Unity sometimes grows agonizingly slowly, and in small increments.
But it does, or can, indeed grow.
The Pope last week was en route to a ceremony launching a year-long commemoration of next October’s 500th anniversary of Martin Luther’s famous “95 Theses” that began the Protestant Reformation. I wrote that the Pope’s participation would, at one point in church history, have boggled the mind, but that 50 years of ecumenical dialogue had made relations between Catholics and at least several Protestant denominations much more cordial.
As it turned out, the Pope and Lutheran Bishop Munib Younan signed a new declaration announcing a “common journey of reconciliation.”
On one level, the declaration was a rather vague, ethereal thing, not at all immune to clichés: “What unites us is greater than what divides us.” “God summons us to be close to all those who yearn for dignity, justice, peace and reconciliation.” And so on.
The statement certainly did not delve into the deep theology of the Joint Declaration on the Doctrine of Justification officially signed by Catholics and Lutherans in 1999 and agreed to by Methodists in 2006. In that somewhat lengthy accord, the central dispute that led Luther to split from the Catholic Church was finally (mostly) resolved, and summed up thusly: “Together we confess: By grace alone, in faith in Christ’s saving work and not because of any merit on our part, we are accepted by God and receive the Holy Spirit, who renews our hearts while equipping and calling us to good works.”
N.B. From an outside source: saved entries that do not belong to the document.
// Audience-scoped event bus feeding the real-time socket server.
//
// Every event carries the set of topics it is addressed to. Connections keep
// their own topic subscriptions and drop envelopes that do not match. With a
// redis url configured, envelopes travel through redis pub/sub so sockets held
// by other server instances see them too.
use std::fmt;
use std::sync::Arc;
use std::time::Duration;
use futures_util::StreamExt;
use redis::aio::ConnectionManager;
use serde::{Serialize, Deserialize};
use tokio::sync::{Mutex, broadcast};
use log::{debug, info, warn, error};

use crate::common::models::{ChatMessage, OrderStatus, Role};

const REDIS_CHANNEL: &str = "homechef:events";
const LOCAL_CAPACITY: usize = 1000;

#[derive(Debug, Clone, PartialEq, Eq, Hash, Serialize, Deserialize)]
#[serde(tag = "kind", content = "key", rename_all = "lowercase")]
pub enum Topic {
    User(String),
    Chef(String),
    Role(Role),
    Room(String),
}

impl fmt::Display for Topic {
    fn fmt(&self, f: &mut fmt::Formatter<'_>) -> fmt::Result {
        match self {
            Topic::User(id) => write!(f, "user:{}", id),
            Topic::Chef(id) => write!(f, "chef:{}", id),
            Topic::Role(role) => write!(f, "role:{}", role),
            Topic::Room(room) => write!(f, "room:{}", room),
        }
    }
}

#[derive(Debug, Clone, PartialEq, Serialize, Deserialize)]
#[serde(tag = "event", content = "data")]
pub enum ServerEvent {
    #[serde(rename = "orderCreated")]
    OrderCreated { id: String },
    #[serde(rename = "orderUpdated")]
    OrderUpdated {
        #[serde(rename = "orderId")]
        order_id: String,
        status: OrderStatus,
    },
    #[serde(rename = "receiveMessage")]
    ReceiveMessage(ChatMessage),
}

#[derive(Debug, Clone, PartialEq, Serialize, Deserialize)]
pub struct Envelope {
    pub audience: Vec<Topic>,
    pub event: ServerEvent,
}

impl Envelope {
    pub fn is_for<'a>(&self, mut subscriptions: impl Iterator<Item = &'a Topic>) -> bool {
        subscriptions.any(|topic| self.audience.contains(topic))
    }
}

struct RedisRelay {
    manager: Mutex<ConnectionManager>,
}

#[derive(Clone)]
pub struct EventBus {
    local: broadcast::Sender<Envelope>,
    relay: Option<Arc<RedisRelay>>,
}

impl Default for EventBus {
    fn default() -> Self {
        Self::new()
    }
}

impl EventBus {
    /// Single-instance bus, delivering only to sockets held by this process.
    pub fn new() -> Self {
        let (local, _) = broadcast::channel(LOCAL_CAPACITY);
        Self { local, relay: None }
    }

    /// Bus relayed through redis pub/sub. Starts the subscriber task.
    pub async fn with_redis(redis_url: &str) -> anyhow::Result<Self> {
        let client = redis::Client::open(redis_url)?;
        let manager = ConnectionManager::new(client).await?;
        let bus = Self {
            local: broadcast::channel(LOCAL_CAPACITY).0,
            relay: Some(Arc::new(RedisRelay { manager: Mutex::new(manager) })),
        };
        bus.start_redis_subscriber(redis_url.to_string());
        info!("[EVENTS] Redis relay enabled on channel {}", REDIS_CHANNEL);
        Ok(bus)
    }

    pub fn subscribe(&self) -> broadcast::Receiver<Envelope> {
        self.local.subscribe()
    }

    /// Fire-and-forget publication. Never waits on subscribers.
    pub fn publish(&self, audience: Vec<Topic>, event: ServerEvent) {
        let envelope = Envelope { audience, event };
        match &self.relay {
            Some(relay) => {
                let relay = relay.clone();
                let local = self.local.clone();
                tokio::spawn(async move {
                    let payload = match serde_json::to_string(&envelope) {
                        Ok(p) => p,
                        Err(e) => {
                            error!("[EVENTS] Failed to serialise envelope: {}", e);
                            return;
                        }
                    };
                    let mut conn = relay.manager.lock().await;
                    let published: redis::RedisResult<i64> = redis::cmd("PUBLISH")
                        .arg(REDIS_CHANNEL)
                        .arg(&payload)
                        .query_async(&mut *conn)
                        .await;
                    if let Err(e) = published {
                        warn!("[EVENTS] Redis publish failed ({}), delivering locally only", e);
                        let _ = local.send(envelope);
                    }
                });
            }
            None => self.deliver_local(envelope),
        }
    }

    fn deliver_local(&self, envelope: Envelope) {
        // An error only means nobody is connected right now
        match self.local.send(envelope) {
            Ok(receivers) => debug!("[EVENTS] Delivered to {} local receivers", receivers),
            Err(_) => debug!("[EVENTS] No connected receivers, event dropped"),
        }
    }

    fn start_redis_subscriber(&self, redis_url: String) {
        let local = self.local.clone();
        tokio::spawn(async move {
            loop {
                match subscribe_once(&redis_url, &local).await {
                    Ok(()) => warn!("[EVENTS] Redis subscription stream ended, reconnecting"),
                    Err(e) => error!("[EVENTS] Redis subscriber error: {}", e),
                }
                tokio::time::sleep(Duration::from_secs(5)).await;
            }
        });
    }
}

async fn subscribe_once(redis_url: &str, local: &broadcast::Sender<Envelope>) -> anyhow::Result<()> {
    let client = redis::Client::open(redis_url)?;
    let conn = client.get_async_connection().await?;
    let mut pubsub = conn.into_pubsub();
    pubsub.subscribe(REDIS_CHANNEL).await?;
    info!("[EVENTS] Subscribed to redis channel {}", REDIS_CHANNEL);

    let mut stream = pubsub.on_message();
    while let Some(msg) = stream.next().await {
        let payload: String = match msg.get_payload() {
            Ok(p) => p,
            Err(_) => continue,
        };
        match serde_json::from_str::<Envelope>(&payload) {
            Ok(envelope) => {
                let _ = local.send(envelope);
            }
            Err(e) => warn!("[EVENTS] Ignoring malformed relay payload: {}", e),
        }
    }
    Ok(())
}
And, in truth, this week’s declaration broke no major new ground. In fact, in some ways its most notable passage was the only one that explicitly acknowledged the remaining divide between the churches – namely, that Protestants and Catholics still cannot “receive the Eucharist at one table, as the concrete expression of full unity … We long for this wound in the Body of Christ to be healed.”
So if there is still no common Eucharist, and if much of the rest of the new declaration contained little more than glittering generalities (albeit warm and welcome ones), then what was the point of signing a formal declaration – rather than just letting homilies and press releases speak to the basic, fuzzy-feel-good-ism that seemed to be the prevailing sentiment?
Perhaps the answer comes in one brief sentence toward the end of the declaration: “As we recommit ourselves to move from conflict to communion, we do so as part of the one Body of Christ, into which we are incorporated through Baptism [my emphasis added].” This is significant (although not entirely new). For nearly five centuries, Catholics had not even accepted Protestant Baptisms as being valid. But in 2013, in another landmark accord of great doctrinal significance, the churches all jointly recognized most Baptisms as being valid incorporations of the newly baptized into the Body of Christ.
To again restate (and thus reinforce) this understanding is important, especially in this new context. It is one thing to co-recognize christenings in general – but to do so while actually commemorating the event that split the church 499 years ago is to provide an emphasis, and even a drama, that pounds home the message, to all Christian believers, that full unity comes ever closer, and that the circle broken all those centuries ago is ever-nearer to being lovingly closed.
What the Pope and the Lutheran bishop did was to signal that the 1999 accord and the 2013 co-recognition of Baptisms should be seen not as grudging, “eat-your-spinach” doctrinal treaties, but as occasions for great celebration.
As is stated at the start of the final paragraph of this week’s declaration, “We call upon all Lutheran and Catholic parishes and communities to be bold and creative, joyful and hopeful [my emphasis again added] in their commitment to continue the great journey ahead of us. Rather than conflicts of the past, God’s gift of unity among us shall guide cooperation and deepen our solidarity.”
These growing accords aren’t merely a dutiful formality; they are occasions for joy.
The new declaration came on the eve of All Saints Day, so perhaps the Revised Common Lectionary Psalm (149) appointed for All Saints is appropriate: “Let Israel be glad in its Maker; let the children of Zion rejoice in their King. Let them praise his name with dancing, making melody to him with tambourine and lyre. For the LORD takes pleasure in his people; he adorns the humble with victory. Let the faithful exult in glory; let them sing for joy on their couches.”
Sing with joy indeed – joy for the blessings of a loving God upon a people united in the hope and promise of His kingdom.
Quin Hillyer is a veteran conservative columnist. He has an undergraduate degree in Theology from Georgetown University and has served for years in various forms of ecumenical lay leadership.